--- Data section Enclosed Below ---

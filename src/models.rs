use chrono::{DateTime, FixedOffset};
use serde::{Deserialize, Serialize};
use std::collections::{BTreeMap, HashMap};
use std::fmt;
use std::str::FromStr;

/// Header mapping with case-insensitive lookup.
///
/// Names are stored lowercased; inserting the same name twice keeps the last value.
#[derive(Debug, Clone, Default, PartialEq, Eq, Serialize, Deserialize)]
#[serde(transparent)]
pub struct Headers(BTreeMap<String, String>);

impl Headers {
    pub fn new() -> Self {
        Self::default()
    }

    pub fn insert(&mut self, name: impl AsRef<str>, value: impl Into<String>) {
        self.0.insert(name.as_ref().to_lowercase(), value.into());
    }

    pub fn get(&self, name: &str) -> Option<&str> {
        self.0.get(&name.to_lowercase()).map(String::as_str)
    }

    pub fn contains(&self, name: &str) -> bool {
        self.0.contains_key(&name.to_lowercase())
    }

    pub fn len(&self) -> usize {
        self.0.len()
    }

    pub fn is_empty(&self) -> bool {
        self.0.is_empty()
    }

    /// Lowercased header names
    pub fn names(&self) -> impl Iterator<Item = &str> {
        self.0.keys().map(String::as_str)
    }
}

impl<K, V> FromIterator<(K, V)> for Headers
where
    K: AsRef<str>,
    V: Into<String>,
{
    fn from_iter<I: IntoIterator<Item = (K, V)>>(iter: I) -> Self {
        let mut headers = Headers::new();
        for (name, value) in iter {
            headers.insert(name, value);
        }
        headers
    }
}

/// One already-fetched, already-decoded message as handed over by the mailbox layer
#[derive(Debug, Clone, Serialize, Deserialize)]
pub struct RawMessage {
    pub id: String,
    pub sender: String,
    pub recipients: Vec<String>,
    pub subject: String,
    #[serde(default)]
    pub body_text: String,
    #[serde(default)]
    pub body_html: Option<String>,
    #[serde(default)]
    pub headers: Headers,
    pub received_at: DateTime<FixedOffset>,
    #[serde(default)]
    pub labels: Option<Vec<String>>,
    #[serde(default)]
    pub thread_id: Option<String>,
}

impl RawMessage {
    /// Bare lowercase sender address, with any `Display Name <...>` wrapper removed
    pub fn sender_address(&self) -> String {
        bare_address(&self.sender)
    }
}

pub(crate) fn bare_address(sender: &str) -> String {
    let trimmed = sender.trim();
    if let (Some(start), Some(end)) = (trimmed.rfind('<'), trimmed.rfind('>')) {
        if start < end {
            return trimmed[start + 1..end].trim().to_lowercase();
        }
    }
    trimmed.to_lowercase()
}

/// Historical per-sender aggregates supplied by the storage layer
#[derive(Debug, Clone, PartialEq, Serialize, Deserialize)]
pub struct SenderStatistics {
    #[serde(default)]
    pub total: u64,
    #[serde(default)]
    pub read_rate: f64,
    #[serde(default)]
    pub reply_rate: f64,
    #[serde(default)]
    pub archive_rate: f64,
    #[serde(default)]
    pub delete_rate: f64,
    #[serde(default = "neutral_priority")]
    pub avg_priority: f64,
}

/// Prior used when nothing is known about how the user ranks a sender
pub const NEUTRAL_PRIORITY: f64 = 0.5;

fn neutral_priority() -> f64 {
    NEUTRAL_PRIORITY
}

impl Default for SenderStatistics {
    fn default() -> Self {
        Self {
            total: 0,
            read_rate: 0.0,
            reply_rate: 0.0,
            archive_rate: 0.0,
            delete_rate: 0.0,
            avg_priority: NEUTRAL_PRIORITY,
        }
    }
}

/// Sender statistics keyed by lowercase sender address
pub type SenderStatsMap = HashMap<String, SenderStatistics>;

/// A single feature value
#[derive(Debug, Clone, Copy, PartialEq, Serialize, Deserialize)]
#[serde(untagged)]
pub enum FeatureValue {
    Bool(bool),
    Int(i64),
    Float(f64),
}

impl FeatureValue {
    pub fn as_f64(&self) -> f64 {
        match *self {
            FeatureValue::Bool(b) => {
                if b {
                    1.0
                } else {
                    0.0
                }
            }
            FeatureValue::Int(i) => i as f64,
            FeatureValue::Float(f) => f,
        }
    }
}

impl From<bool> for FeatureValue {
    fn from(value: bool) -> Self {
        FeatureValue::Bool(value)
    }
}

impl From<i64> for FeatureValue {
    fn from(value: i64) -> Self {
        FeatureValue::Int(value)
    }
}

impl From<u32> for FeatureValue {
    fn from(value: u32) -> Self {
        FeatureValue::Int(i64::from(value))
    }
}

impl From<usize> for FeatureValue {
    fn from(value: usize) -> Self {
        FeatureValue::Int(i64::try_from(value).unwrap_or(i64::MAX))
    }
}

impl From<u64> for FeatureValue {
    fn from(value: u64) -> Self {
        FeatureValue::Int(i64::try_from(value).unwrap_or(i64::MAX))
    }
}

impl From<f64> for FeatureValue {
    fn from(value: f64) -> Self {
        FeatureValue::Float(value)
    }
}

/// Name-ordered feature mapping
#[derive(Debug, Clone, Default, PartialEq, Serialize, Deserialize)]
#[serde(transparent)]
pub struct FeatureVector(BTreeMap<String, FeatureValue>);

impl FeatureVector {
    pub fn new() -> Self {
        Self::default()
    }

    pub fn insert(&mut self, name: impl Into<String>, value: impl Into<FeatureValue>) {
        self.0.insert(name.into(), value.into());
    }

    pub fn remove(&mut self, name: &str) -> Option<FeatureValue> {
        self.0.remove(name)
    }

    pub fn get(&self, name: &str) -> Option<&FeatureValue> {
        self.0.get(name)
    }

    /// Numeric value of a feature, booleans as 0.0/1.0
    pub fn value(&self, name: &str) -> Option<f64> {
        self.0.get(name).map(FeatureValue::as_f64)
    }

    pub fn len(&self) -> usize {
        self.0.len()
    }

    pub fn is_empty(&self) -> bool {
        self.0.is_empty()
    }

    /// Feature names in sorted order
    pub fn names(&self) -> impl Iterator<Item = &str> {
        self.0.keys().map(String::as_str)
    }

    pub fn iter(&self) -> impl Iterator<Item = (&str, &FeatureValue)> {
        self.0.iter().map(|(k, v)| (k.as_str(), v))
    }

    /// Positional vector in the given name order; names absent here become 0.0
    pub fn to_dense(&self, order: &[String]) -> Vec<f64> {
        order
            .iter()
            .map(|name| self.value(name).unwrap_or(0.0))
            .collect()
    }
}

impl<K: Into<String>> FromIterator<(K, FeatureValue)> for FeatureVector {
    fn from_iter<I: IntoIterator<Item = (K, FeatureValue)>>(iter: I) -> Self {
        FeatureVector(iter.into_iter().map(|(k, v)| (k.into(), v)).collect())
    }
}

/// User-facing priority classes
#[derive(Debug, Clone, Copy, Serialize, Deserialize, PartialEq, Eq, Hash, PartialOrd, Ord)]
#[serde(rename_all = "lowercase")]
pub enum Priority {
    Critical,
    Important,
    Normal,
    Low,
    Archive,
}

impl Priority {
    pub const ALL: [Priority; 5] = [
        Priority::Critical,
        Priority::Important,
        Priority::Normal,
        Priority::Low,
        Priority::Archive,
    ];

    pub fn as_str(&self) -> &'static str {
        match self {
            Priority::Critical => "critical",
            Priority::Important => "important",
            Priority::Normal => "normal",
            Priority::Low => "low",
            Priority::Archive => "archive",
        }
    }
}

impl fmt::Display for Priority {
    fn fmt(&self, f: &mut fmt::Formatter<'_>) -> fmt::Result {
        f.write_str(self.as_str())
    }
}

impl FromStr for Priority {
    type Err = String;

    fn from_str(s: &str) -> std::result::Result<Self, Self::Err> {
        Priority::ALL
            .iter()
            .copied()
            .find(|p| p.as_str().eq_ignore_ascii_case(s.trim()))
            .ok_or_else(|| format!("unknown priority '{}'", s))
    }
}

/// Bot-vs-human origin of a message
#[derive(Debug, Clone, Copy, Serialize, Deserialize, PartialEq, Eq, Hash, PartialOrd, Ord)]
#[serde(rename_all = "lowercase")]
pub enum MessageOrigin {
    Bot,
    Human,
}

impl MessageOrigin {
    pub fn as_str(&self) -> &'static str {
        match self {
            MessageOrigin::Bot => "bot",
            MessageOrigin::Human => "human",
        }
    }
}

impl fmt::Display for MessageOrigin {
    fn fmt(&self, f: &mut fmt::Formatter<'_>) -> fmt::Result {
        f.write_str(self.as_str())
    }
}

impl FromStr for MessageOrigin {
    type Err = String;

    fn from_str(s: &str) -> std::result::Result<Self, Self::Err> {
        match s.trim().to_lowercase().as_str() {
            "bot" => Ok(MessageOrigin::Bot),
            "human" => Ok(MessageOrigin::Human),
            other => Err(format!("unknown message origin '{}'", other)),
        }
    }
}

--- End of Enclosed Data section ---

[Exercise requirements] If a line falls between the first line of the data above and the line holding "the last value.", inclusive, retype it exactly; retype no other line.

[Response to this exercise]
filename src/models.rs
use chrono::{DateTime, FixedOffset};
use serde::{Deserialize, Serialize};
use std::collections::{BTreeMap, HashMap};
use std::fmt;
use std::str::FromStr;

/// Header mapping with case-insensitive lookup.
///
/// Names are stored lowercased; inserting the same name twice keeps the last value.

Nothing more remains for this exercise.